WHAT YOU NEED TO DO> Where in the data below does the word "oneshot" appear? Copy each line that holds it.

[Dataset records]
====================

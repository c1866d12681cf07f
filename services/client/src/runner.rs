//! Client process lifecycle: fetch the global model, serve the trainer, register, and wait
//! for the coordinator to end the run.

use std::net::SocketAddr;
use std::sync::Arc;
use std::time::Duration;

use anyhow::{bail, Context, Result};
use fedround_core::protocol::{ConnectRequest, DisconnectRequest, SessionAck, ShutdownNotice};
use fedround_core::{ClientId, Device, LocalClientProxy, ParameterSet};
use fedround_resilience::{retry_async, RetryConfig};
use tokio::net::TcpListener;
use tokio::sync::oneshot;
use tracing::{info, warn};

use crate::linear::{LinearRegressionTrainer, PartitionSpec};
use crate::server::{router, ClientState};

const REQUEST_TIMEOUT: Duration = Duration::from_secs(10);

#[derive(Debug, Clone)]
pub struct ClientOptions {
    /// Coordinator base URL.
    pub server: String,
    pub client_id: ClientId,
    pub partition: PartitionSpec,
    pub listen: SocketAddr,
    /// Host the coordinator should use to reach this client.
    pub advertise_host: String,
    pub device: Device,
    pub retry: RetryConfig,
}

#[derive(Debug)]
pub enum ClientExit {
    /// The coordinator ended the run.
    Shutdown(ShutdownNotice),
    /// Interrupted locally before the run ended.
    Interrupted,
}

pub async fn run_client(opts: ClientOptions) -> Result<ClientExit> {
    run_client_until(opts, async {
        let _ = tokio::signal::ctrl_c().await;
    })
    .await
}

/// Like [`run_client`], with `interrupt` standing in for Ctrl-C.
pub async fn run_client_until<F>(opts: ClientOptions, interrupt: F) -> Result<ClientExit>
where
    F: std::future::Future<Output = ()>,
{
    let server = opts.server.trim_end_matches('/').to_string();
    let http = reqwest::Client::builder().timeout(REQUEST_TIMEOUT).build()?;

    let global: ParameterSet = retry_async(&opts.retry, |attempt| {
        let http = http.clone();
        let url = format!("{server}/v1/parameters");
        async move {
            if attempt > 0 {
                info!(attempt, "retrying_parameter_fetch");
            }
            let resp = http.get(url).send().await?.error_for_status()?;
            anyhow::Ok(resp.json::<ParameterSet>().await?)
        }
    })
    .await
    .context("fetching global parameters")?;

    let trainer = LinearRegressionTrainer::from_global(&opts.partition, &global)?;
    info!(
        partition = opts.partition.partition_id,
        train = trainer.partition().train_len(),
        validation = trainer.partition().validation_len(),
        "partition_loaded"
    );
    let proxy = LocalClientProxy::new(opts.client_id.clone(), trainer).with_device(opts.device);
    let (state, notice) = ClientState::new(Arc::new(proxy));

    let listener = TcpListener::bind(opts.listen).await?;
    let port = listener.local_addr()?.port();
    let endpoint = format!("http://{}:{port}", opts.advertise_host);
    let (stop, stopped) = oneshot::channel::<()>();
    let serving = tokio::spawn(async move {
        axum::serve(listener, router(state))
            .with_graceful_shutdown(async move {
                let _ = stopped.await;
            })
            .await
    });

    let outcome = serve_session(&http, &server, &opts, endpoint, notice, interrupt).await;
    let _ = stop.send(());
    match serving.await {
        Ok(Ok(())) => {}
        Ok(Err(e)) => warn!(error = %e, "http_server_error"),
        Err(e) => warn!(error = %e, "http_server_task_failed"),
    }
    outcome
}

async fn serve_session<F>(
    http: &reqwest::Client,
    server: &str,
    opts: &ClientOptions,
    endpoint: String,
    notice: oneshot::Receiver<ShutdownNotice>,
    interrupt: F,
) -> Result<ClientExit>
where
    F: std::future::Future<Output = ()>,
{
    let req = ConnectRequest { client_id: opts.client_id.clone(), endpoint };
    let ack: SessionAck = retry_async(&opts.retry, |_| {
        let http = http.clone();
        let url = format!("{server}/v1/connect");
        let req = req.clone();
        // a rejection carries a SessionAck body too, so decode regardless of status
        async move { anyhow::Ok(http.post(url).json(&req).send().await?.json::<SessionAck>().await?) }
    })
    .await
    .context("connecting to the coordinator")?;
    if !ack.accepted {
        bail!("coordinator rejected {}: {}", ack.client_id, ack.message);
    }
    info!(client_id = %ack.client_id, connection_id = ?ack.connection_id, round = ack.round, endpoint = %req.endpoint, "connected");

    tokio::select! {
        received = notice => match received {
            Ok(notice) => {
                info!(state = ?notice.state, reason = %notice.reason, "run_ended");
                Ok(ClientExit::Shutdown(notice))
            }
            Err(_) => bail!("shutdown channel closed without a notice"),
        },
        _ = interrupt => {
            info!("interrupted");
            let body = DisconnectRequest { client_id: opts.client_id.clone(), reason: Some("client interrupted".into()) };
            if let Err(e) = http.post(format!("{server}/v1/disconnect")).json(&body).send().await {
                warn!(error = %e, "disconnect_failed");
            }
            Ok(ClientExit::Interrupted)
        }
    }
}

====================

EXERCISE SOLUTION>
use tokio::sync::oneshot;
    let (stop, stopped) = oneshot::channel::<()>();
    notice: oneshot::Receiver<ShutdownNotice>,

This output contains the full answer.